Biologists at New York's Columbia University found the enzyme in the cells of Caernorhabditis elegans, a tiny soil worm just one millimetre long.
Worms genetically-engineered to have high levels of the enzyme have been found to live two to four times longer than ordinary worms.
It is thought the enzyme, called cytosolic catalase, keeps the cell healthy by removing oxygen-based by-products of chemical reactions which can attack and damage cell components.
These reactions are normally confined to special regions inside the cell, where resident enzymes process the by-products the reactions produce.

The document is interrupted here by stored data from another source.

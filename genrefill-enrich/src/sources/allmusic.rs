//! AllMusic source
//!
//! Artist search page, then the genre section of the first matching artist page.

use crate::models::{ArtistRecord, MAX_GENRES};
use crate::services::html::{
    absolute_url, class_matches, dedup_keep_order, element_text, is_label_text, selector,
};
use crate::services::http::fetch_text;
use crate::services::name_matcher::name_variants;
use crate::types::{GenreSource, LookupFailure, LookupResult, SourceLabel};
use async_trait::async_trait;
use once_cell::sync::Lazy;
use regex::Regex;
use reqwest::Client;
use scraper::Html;
use tracing::debug;

const ALLMUSIC_ORIGIN: &str = "https://www.allmusic.com";

/// Search result containers inspected
const RESULTS_INSPECTED: usize = 10;

/// Name words shorter than this are not used for loose matching
const MIN_MATCH_WORD_CHARS: usize = 4;

static RESULT_CLASS: Lazy<Regex> =
    Lazy::new(|| Regex::new(r"(?i)result|artist").expect("static regex"));
static GENRE_CLASS: Lazy<Regex> = Lazy::new(|| Regex::new(r"(?i)genre").expect("static regex"));

const IGNORED_LABELS: &[&str] = &["genre", "genres", "more"];

/// Loose match of a result link against a searched name
fn link_matches(link_text: &str, name: &str) -> bool {
    let text = link_text.to_lowercase();
    let name = name.to_lowercase();
    if text.is_empty() {
        return false;
    }

    let squash = |s: &str| s.chars().filter(|c| *c != ' ').collect::<String>();

    text.contains(&name)
        || name.contains(&text)
        || squash(&text).contains(&squash(&name))
        || name
            .split_whitespace()
            .filter(|word| word.chars().count() >= MIN_MATCH_WORD_CHARS)
            .any(|word| text.contains(word))
}

/// First artist link in the search results whose text matches the name
pub fn find_artist_link(html: &str, name: &str) -> Result<Option<String>, LookupFailure> {
    let document = Html::parse_document(html);
    let containers = selector("div[class]")?;
    let links = selector("a[href]")?;

    for result in document
        .select(&containers)
        .filter(|div| class_matches(div, &RESULT_CLASS))
        .take(RESULTS_INSPECTED)
    {
        let link = result.select(&links).find(|a| {
            a.value()
                .attr("href")
                .map(|href| href.to_lowercase().contains("/artist/"))
                .unwrap_or(false)
        });

        if let Some(link) = link {
            if link_matches(&element_text(&link), name) {
                if let Some(href) = link.value().attr("href") {
                    return Ok(Some(absolute_url(ALLMUSIC_ORIGIN, href)));
                }
            }
        }
    }

    Ok(None)
}

/// Anchor texts of the artist page's genre section, at most five
pub fn artist_page_genres(html: &str) -> Result<Vec<String>, LookupFailure> {
    let document = Html::parse_document(html);
    let sections = selector("section[class]")?;
    let divs = selector("div[class]")?;
    let anchors = selector("a")?;

    let genre_section = document
        .select(&sections)
        .find(|el| class_matches(el, &GENRE_CLASS))
        .or_else(|| {
            document
                .select(&divs)
                .find(|el| class_matches(el, &GENRE_CLASS))
        });

    let Some(section) = genre_section else {
        return Ok(Vec::new());
    };

    let genres: Vec<String> = section
        .select(&anchors)
        .map(|a| element_text(&a))
        .filter(|text| is_label_text(text, IGNORED_LABELS))
        .collect();

    let mut genres = dedup_keep_order(genres);
    genres.truncate(MAX_GENRES);
    Ok(genres)
}

/// AllMusic scrape by artist name
pub struct AllMusicSource {
    http: Client,
}

impl AllMusicSource {
    pub fn new(http: Client) -> Self {
        Self { http }
    }

    async fn genres_for(&self, name: &str) -> LookupResult {
        let search_url = format!(
            "{}/search/artists/{}",
            ALLMUSIC_ORIGIN,
            urlencoding::encode(name)
        );
        let search = fetch_text(self.http.get(&search_url)).await?;

        let artist_url = find_artist_link(&search, name)?.ok_or(LookupFailure::NoMatch)?;
        debug!(url = %artist_url, "Reading AllMusic artist page");

        let page = fetch_text(self.http.get(&artist_url)).await?;
        let genres = artist_page_genres(&page)?;
        if genres.is_empty() {
            return Err(LookupFailure::Empty);
        }
        Ok(genres)
    }
}

#[async_trait]
impl GenreSource for AllMusicSource {
    fn label(&self) -> SourceLabel {
        SourceLabel::AllMusic
    }

    async fn lookup(&self, artist: &ArtistRecord) -> LookupResult {
        let mut last_failure = LookupFailure::NoMatch;

        for name in name_variants(&artist.name) {
            match self.genres_for(&name).await {
                Ok(genres) => return Ok(genres),
                Err(failure) => {
                    debug!(artist = %name, %failure, "AllMusic lookup failed");
                    last_failure = failure;
                }
            }
        }

        Err(last_failure)
    }
}

#[cfg(test)]
mod tests {
    use super::*;

    #[test]
    fn test_link_matches() {
        assert!(link_matches("Boards of Canada", "Boards of Canada"));
        assert!(link_matches("BoardsofCanada", "Boards of Canada"));
        assert!(link_matches("Canada Choir", "Boards of Canada"));
        assert!(!link_matches("Of Montreal", "Boards of Canada"));
        assert!(!link_matches("", "Boards of Canada"));
    }

    #[test]
    fn test_find_artist_link() {
        let html = r#"
            <div class="search-header"><a href="/search/all/x">All results</a></div>
            <div class="artist-result">
              <a href="/artist/someone-else-mn0000000001">Someone Else</a>
            </div>
            <div class="artist-result">
              <a href="/artist/boards-of-canada-mn0000016853">Boards of Canada</a>
            </div>
        "#;
        let link = find_artist_link(html, "Boards of Canada").unwrap();
        assert_eq!(
            link.as_deref(),
            Some("https://www.allmusic.com/artist/boards-of-canada-mn0000016853")
        );
    }

    #[test]
    fn test_artist_page_genres_prefers_section() {
        let html = r#"
            <div class="genre-sidebar"><a href="/g/x">Sidebar</a></div>
            <section class="basicInfo genre">
              <h4>Genre</h4>
              <a href="/genre/electronic">Electronic</a>
              <a href="/genre/electronic">Electronic</a>
              <a href="/style/idm">IDM</a>
              <a href="/genre">More</a>
            </section>
        "#;
        assert_eq!(
            artist_page_genres(html).unwrap(),
            vec!["Electronic".to_string(), "IDM".to_string()]
        );
    }

    #[test]
    fn test_artist_page_genres_falls_back_to_div() {
        let html = r#"<div class="genres"><a href="/g">Ambient</a></div>"#;
        assert_eq!(artist_page_genres(html).unwrap(), vec!["Ambient".to_string()]);
        assert!(artist_page_genres("<p>nothing</p>").unwrap().is_empty());
    }
}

Cytosolic catalase patrols the whole cell, mopping up oxidants wherever it finds them. Although cytosolic catalase has been found in plants and yeast before, this is the first time it has been seen in animal cells.
"Our explanation for the long life spans in the mutant worms is that the catalase is protecting the cells from oxidative damage and keeping them healthy." said Martin Chalfie, Professor of Biological Sciences at Columbia.
Professor Chalfie says there is no evidence yet that any particular gene controls life span in worms, or in humans. His research shows that cytosolic catalase simply protects cells from oxidative damage.
Because the cells in adult roundworms do not divide, the research may be applicable to similar cells in humans, such as nerve cells. Damage from oxidation has been implicated in Alzheimer's disease and motor neurone (or Lou Gehrig's) disease.